Richmond's Chris Knights (left), the AFL's first free agent, is "the pride of South Australia" no more
Photo: Getty Images
Monday was "a sad day for football", according to former Sydney Swans coach Paul Roos.
The beginning of free agency will, Roos said, mark the beginning of the end for equality. It will usher in an era of "better clubs getting better and lesser clubs getting attacked". "I think we're seeing what we suspected," he remarked, after Port Adelaide lost players to Fremantle and Richmond. "How are the lesser clubs going to replace the good players?"
This is a very good question, of course, but we should remember that it's far from a new one. Way back in 1994, for example, the struggling, soon-to-be-extinct Fitzroy Football Club lost a very good player to the Sydney Swans. In fact, they lost their captain. That player was a seven-time All Australian and five-time best and fairest winner who had been at the club for some 13 years. His name was Paul Roos.
Yep, the football commentator who fears for the "loyalty (that) has always been the cornerstone of AFL" is the same footballer who, 18 years ago, calmly ditched his club for a better one.
The point we're making, all fun aside, is that what might good for football is not always good for footballers. And maybe their interests should count a bit too. With its tight salary caps, complicated draft systems and generous financial support for lesser clubs, the AFL has gone all out in recent decades to make football a socialist paradise, and it's clear that they've done very well. Not for us the English Premier League, where the trophy basically belongs to Manchester United or one of their few cashed-up rivals.
No fewer than eleven different clubs have won premierships since the AFL began its equalisation policies in 1990. And 16 of the 18 clubs have played a preliminary final. On just about every measure of popularity that you can imagine – profitability, TV ratings, crowd numbers – football is in better shape than ever before.
Perhaps it's now time to help out some footballers. Why should a player who has served eight or more seasons at one club not enjoy the opportunity to look elsewhere? The right to choose your own employer is pretty much a given in any other industry. Nobody's ever said that a McDonalds employee should be denied the right to work at KFC.
Let's not forget that very few footballers are able to choose their club in the first place. Every year at draft time, dozens of teenagers discover that, if they are to live their dream, they'll have to live their life in another state. It's goodbye to friends and family, and hello to a bunch of strangers that they may not like all that much. For all their superhuman skills, footy players are just people. Why should it be such a scandal if some of them would rather live near their mums?

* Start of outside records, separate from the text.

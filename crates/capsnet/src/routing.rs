use burn::tensor::{activation::softmax, backend::Backend, Tensor};

use crate::squash::squash;

/// Combines the prediction vectors of the input capsules into output capsules.
///
/// With `with_routing`, the coupling between input and output capsules is refined with
/// [dynamic routing](route_by_agreement), otherwise every input capsule contributes equally
/// ([route_uniform]).
///
/// # Shapes
///
/// - priors: `[rows, in_capsules, out_capsules, out_length]`
/// - output: `[rows, out_capsules, out_length]`
pub fn route<B: Backend>(
    priors: Tensor<B, 4>,
    with_routing: bool,
    num_iterations: usize,
) -> Tensor<B, 3> {
    if with_routing {
        route_by_agreement(priors, num_iterations)
    } else {
        route_uniform(priors)
    }
}

/// Averages the prediction vectors over the input capsules and squashes the result.
///
/// # Shapes
///
/// - priors: `[rows, in_capsules, out_capsules, out_length]`
/// - output: `[rows, out_capsules, out_length]`
pub fn route_uniform<B: Backend>(priors: Tensor<B, 4>) -> Tensor<B, 3> {
    squash(priors.mean_dim(1), 3).squeeze(1)
}

/// Dynamic routing by agreement, as described in
/// [Dynamic Routing Between Capsules](https://arxiv.org/abs/1710.09829).
///
/// The routing logits start at zero. Every iteration turns them into coupling coefficients with a
/// softmax over the output capsules, computes the squashed weighted sum of the prediction vectors
/// and raises the logits of the predictions that agree (scalar product) with the resulting output
/// capsule. The logits are not updated after the last iteration.
///
/// # Shapes
///
/// - priors: `[rows, in_capsules, out_capsules, out_length]`
/// - output: `[rows, out_capsules, out_length]`
///
/// # Panics
///
/// When `num_iterations` is zero.
pub fn route_by_agreement<B: Backend>(priors: Tensor<B, 4>, num_iterations: usize) -> Tensor<B, 3> {
    if num_iterations == 0 {
        panic!("Dynamic routing needs at least one iteration");
    }

    let [rows, in_capsules, out_capsules, _] = priors.dims();
    let mut logits = Tensor::zeros([rows, in_capsules, out_capsules, 1], &priors.device());

    for _ in 1..num_iterations {
        let outputs = weighted_squash(priors.clone(), logits.clone());
        let agreement = priors.clone().mul(outputs).sum_dim(3);

        logits = logits.add(agreement);
    }

    weighted_squash(priors, logits).squeeze(1)
}

/// Returns `[rows, 1, out_capsules, out_length]`.
fn weighted_squash<B: Backend>(priors: Tensor<B, 4>, logits: Tensor<B, 4>) -> Tensor<B, 4> {
    let coupling = softmax(logits, 2);

    squash(coupling.mul(priors).sum_dim(1), 3)
}
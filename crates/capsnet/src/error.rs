use burn::config::ConfigError;
use burn::record::RecorderError;

/// Errors returned when building, saving or loading capsule models.
#[derive(thiserror::Error, Debug)]
pub enum CapsNetError {
    /// A configuration describes an architecture that can't be built.
    #[error("Invalid configuration: {0}")]
    InvalidConfig(String),

    /// The config file could not be read or parsed.
    #[error("Config error: {0}")]
    Config(#[from] ConfigError),

    /// The model record could not be saved or loaded.
    #[error("Record error: {0}")]
    Record(#[from] RecorderError),

    /// IO error.
    #[error("IO error: {0}")]
    Io(#[from] std::io::Error),
}

impl CapsNetError {
    pub(crate) fn invalid(message: impl Into<String>) -> Self {
        Self::InvalidConfig(message.into())
    }
}
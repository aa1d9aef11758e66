use burn::config::Config;
use burn::module::Module;
use burn::nn::{BatchNorm, BatchNormConfig, Relu};
use burn::tensor::{backend::Backend, Tensor};

use crate::capsule::{CapsuleConv2d, CapsuleConv2dConfig, CapsuleLinear, CapsuleLinearConfig};
use crate::error::CapsNetError;
use crate::shape::conv_output_size_2d;

/// Configuration to create a [FashionMnistCapsuleNet] using the
/// [init function](FashionMnistCapsuleNetConfig::init).
#[derive(Config, Debug)]
pub struct FashionMnistCapsuleNetConfig {
    /// Whether the capsule layers use dynamic routing.
    #[config(default = false)]
    pub with_routing: bool,
    /// The number of dynamic routing iterations.
    #[config(default = 3)]
    pub num_iterations: usize,
    /// The height and width of the input images.
    #[config(default = 28)]
    pub image_size: usize,
    /// The number of classes.
    #[config(default = 10)]
    pub num_classes: usize,
    /// The length of the capsules fed to and produced by the classifier.
    #[config(default = 8)]
    pub out_length: usize,
}

/// Capsule convolution followed by batch normalization and a ReLU.
#[derive(Module, Debug)]
pub struct CapsuleConvBlock<B: Backend> {
    conv: CapsuleConv2d<B>,
    norm: BatchNorm<B, 2>,
    activation: Relu,
}

impl<B: Backend> CapsuleConvBlock<B> {
    fn new(config: &CapsuleConv2dConfig, device: &B::Device) -> Self {
        Self {
            conv: config.init(device),
            norm: BatchNormConfig::new(config.channels[1]).init(device),
            activation: Relu::new(),
        }
    }

    /// Applies the forward pass on the input tensor.
    ///
    /// # Shapes
    ///
    /// - input: `[batch_size, channels_in, height_in, width_in]`
    /// - output: `[batch_size, channels_out, height_out, width_out]`
    pub fn forward(&self, input: Tensor<B, 4>) -> Tensor<B, 4> {
        let x = self.conv.forward(input);
        let x = self.norm.forward(x);

        self.activation.forward(x)
    }
}

/// Capsule network for 28x28 grayscale images such as Fashion-MNIST.
///
/// Three capsule convolutions extract features, the resulting channels are regrouped into
/// capsules and classified by a capsule linear layer. The class scores are the sums of the
/// components of each class capsule; no final activation is applied.
#[derive(Module, Debug)]
pub struct FashionMnistCapsuleNet<B: Backend> {
    features: Vec<CapsuleConvBlock<B>>,
    classifier: CapsuleLinear<B>,
    out_length: usize,
}

impl FashionMnistCapsuleNetConfig {
    /// The configurations of the feature extraction stages, in order.
    pub fn feature_blocks(&self) -> [CapsuleConv2dConfig; 3] {
        let capsule_conv = |channels, kernel_size, lengths| {
            CapsuleConv2dConfig::new(channels, [kernel_size, kernel_size], lengths)
                .with_with_routing(self.with_routing)
                .with_num_iterations(self.num_iterations)
        };

        [
            capsule_conv([1, 32], 7, [1, 4]).with_padding([3, 3]),
            capsule_conv([32, 64], 5, [4, 8])
                .with_stride([2, 2])
                .with_padding([2, 2]),
            capsule_conv([64, 64], 3, [8, self.out_length])
                .with_stride([2, 2])
                .with_padding([1, 1]),
        ]
    }

    /// The height and width of the feature maps fed to the classifier.
    pub fn feature_size(&self) -> Result<[usize; 2], CapsNetError> {
        self.feature_blocks()
            .iter()
            .try_fold([self.image_size, self.image_size], |size, block| {
                conv_output_size_2d(
                    size,
                    block.kernel_size,
                    block.stride,
                    block.padding,
                    block.dilation,
                )
            })
            .ok_or_else(|| {
                CapsNetError::invalid(format!(
                    "{0}x{0} images are too small for the feature extractor",
                    self.image_size
                ))
            })
    }

    /// The number of capsules fed to the classifier: `height * width * channels / out_length`.
    ///
    /// With the default 28x28 images the features are 7x7, which gives `7 * 7 * 64 / 8 = 392`.
    pub fn num_capsules(&self) -> Result<usize, CapsNetError> {
        let [height, width] = self.feature_size()?;
        let channels = self.feature_blocks()[2].channels[1];

        Ok(height * width * channels / self.out_length)
    }

    /// The configuration of the classifier.
    pub fn classifier(&self) -> Result<CapsuleLinearConfig, CapsNetError> {
        Ok(CapsuleLinearConfig::new(
            self.num_capsules()?,
            self.num_classes,
            self.out_length,
            self.out_length,
        )
        .with_with_routing(self.with_routing)
        .with_num_iterations(self.num_iterations))
    }

    /// Checks every stage and the classifier.
    pub fn validate(&self) -> Result<(), CapsNetError> {
        if self.num_classes == 0 {
            return Err(CapsNetError::invalid("num_classes must be positive"));
        }

        self.feature_blocks()
            .iter()
            .try_for_each(CapsuleConv2dConfig::validate)?;
        self.classifier()?.validate()
    }

    /// Initialize a new [FashionMnistCapsuleNet].
    ///
    /// # Panics
    ///
    /// When the configuration doesn't [validate](FashionMnistCapsuleNetConfig::validate).
    pub fn init<B: Backend>(&self, device: &B::Device) -> FashionMnistCapsuleNet<B> {
        let classifier = match self.validate().and_then(|_| self.classifier()) {
            Ok(classifier) => classifier,
            Err(err) => panic!("{err}"),
        };

        let features = self
            .feature_blocks()
            .iter()
            .map(|block| CapsuleConvBlock::new(block, device))
            .collect();

        let model = FashionMnistCapsuleNet {
            features,
            classifier: classifier.init(device),
            out_length: self.out_length,
        };

        log::debug!(
            "Initialized FashionMnistCapsuleNet (routing: {}) with {} parameters",
            self.with_routing,
            model.num_params()
        );

        model
    }
}

impl<B: Backend> FashionMnistCapsuleNet<B> {
    /// Applies the forward pass on the input tensor.
    ///
    /// # Shapes
    ///
    /// - input: `[batch_size, 1, image_size, image_size]`
    /// - output: `[batch_size, num_classes]`
    pub fn forward(&self, input: Tensor<B, 4>) -> Tensor<B, 2> {
        let mut x = input;
        for block in self.features.iter() {
            x = block.forward(x);
        }

        let [batch_size, channels, height, width] = x.dims();
        let capsules = x
            .reshape([batch_size, channels, height * width])
            .swap_dims(1, 2)
            .reshape([
                batch_size,
                height * width * channels / self.out_length,
                self.out_length,
            ]);

        let classes = self.classifier.forward(capsules);

        classes.sum_dim(2).squeeze(2)
    }

    /// The number of capsules the classifier takes as input.
    pub fn num_capsules(&self) -> usize {
        self.classifier.weight.val().dims()[0]
    }
}
use std::path::Path;

use burn::config::Config;
use burn::module::Module;
use burn::record::{FullPrecisionSettings, NamedMpkFileRecorder};
use burn::tensor::backend::Backend;

use crate::error::CapsNetError;
use crate::model::{
    FashionMnistCapsuleNet, FashionMnistCapsuleNetConfig, SquashCapsuleNet,
    SquashCapsuleNetConfig,
};

/// Name of the config file inside an artifact directory.
pub const CONFIG_FILE: &str = "config.json";

/// File stem of the model record inside an artifact directory.
pub const MODEL_FILE: &str = "model";

/// Records keep full precision so that a reloaded model reproduces the saved one exactly.
type ArtifactRecorder = NamedMpkFileRecorder<FullPrecisionSettings>;

/// A config that can rebuild the model it describes.
pub trait ModelArtifact<B: Backend>: Config {
    /// The model built from the config.
    type Model: Module<B>;

    /// Initialize a fresh model, ready to receive a saved record.
    fn init_model(&self, device: &B::Device) -> Self::Model;
}

impl<B: Backend> ModelArtifact<B> for SquashCapsuleNetConfig {
    type Model = SquashCapsuleNet<B>;

    fn init_model(&self, device: &B::Device) -> Self::Model {
        self.init(device)
    }
}

impl<B: Backend> ModelArtifact<B> for FashionMnistCapsuleNetConfig {
    type Model = FashionMnistCapsuleNet<B>;

    fn init_model(&self, device: &B::Device) -> Self::Model {
        self.init(device)
    }
}

/// Saves the config and the model record into `artifact_dir`, creating it if needed.
pub fn save_artifacts<B, C>(
    artifact_dir: &Path,
    config: &C,
    model: C::Model,
) -> Result<(), CapsNetError>
where
    B: Backend,
    C: ModelArtifact<B>,
{
    std::fs::create_dir_all(artifact_dir)?;

    config.save(artifact_dir.join(CONFIG_FILE))?;
    model.save_file(artifact_dir.join(MODEL_FILE), &ArtifactRecorder::new())?;

    log::info!("Saved model artifacts to {}", artifact_dir.display());

    Ok(())
}

/// Loads the config saved in `artifact_dir`, initializes its model and loads the saved record
/// into it.
pub fn load_artifacts<B, C>(
    artifact_dir: &Path,
    device: &B::Device,
) -> Result<(C, C::Model), CapsNetError>
where
    B: Backend,
    C: ModelArtifact<B>,
{
    let config = C::load(artifact_dir.join(CONFIG_FILE))?;
    let model = config.init_model(device).load_file(
        artifact_dir.join(MODEL_FILE),
        &ArtifactRecorder::new(),
        device,
    )?;

    log::info!("Loaded model artifacts from {}", artifact_dir.display());

    Ok((config, model))
}
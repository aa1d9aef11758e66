use burn::tensor::{backend::Backend, Tensor};

/// Added to the squared norm before taking its square root, so that a zero capsule squashes to
/// zero instead of NaN.
pub const SQUASH_EPSILON: f64 = 1e-8;

/// Applies the squash nonlinearity along a dimension.
///
/// Each vector along `dim` is rescaled so that its length lands in `[0, 1)` while its orientation
/// is kept:
///
/// `squash(s) = |s|² / (1 + |s|²) * s / |s|`
///
/// Short vectors shrink to almost zero and long vectors get a length slightly below one.
///
/// # Shapes
///
/// - tensor: `[..., dim, ...]`
/// - output: same as the input
pub fn squash<B: Backend, const D: usize>(tensor: Tensor<B, D>, dim: usize) -> Tensor<B, D> {
    let squared_norm = tensor.clone().powf_scalar(2.0).sum_dim(dim);
    let scale = squared_norm
        .clone()
        .div(squared_norm.clone().add_scalar(1.0));
    let norm = squared_norm.add_scalar(SQUASH_EPSILON).sqrt();

    tensor.mul(scale.div(norm))
}

/// Splits `dim` into `chunks` equal capsule groups, squashes every group independently along
/// `dim` and concatenates the groups back in their original order.
///
/// # Panics
///
/// When the size of `dim` isn't a multiple of `chunks`.
pub fn squash_chunks<B: Backend, const D: usize>(
    tensor: Tensor<B, D>,
    chunks: usize,
    dim: usize,
) -> Tensor<B, D> {
    let size = tensor.dims()[dim];

    if chunks == 0 || size % chunks != 0 {
        panic!("Can't split {size} channels into {chunks} capsule groups of equal length");
    }

    let capsules = tensor
        .chunk(chunks, dim)
        .into_iter()
        .map(|capsule| squash(capsule, dim))
        .collect();

    Tensor::cat(capsules, dim)
}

"But it's just about money," the naysayers splutter – and we say "So what if it is?" Anyone should have the right to get what they can for their services, especially if they can only provide those services for a very short time. The average AFL career is roughly four years, and despite the poster boys in the media and the wealthy property developers and pub barons, the average post-AFL career is ordinary at best. Football skills aren't exactly what you'd call transferable. Can you picture Brendan Fevola in an office 10 years from now, brow furrowed as he examines a spreadsheet? Nope, me neither.
And one last little point about loyalty, this supposed "cornerstone" of the AFL. Why should it be demanded of players when it's clearly an optional extra for clubs? Every year each club puts all sorts of names on the trade table, and every year they ruthlessly clean out their list. "Football is a business," is the line trotted out to the unlucky players whose top-flight dream has just been ended.
Well, the clubs are right. It is. And now it's time for the players to enjoy some more of the spoils.
The views in this article are those of the author and not necessarily those of BigPond Sport.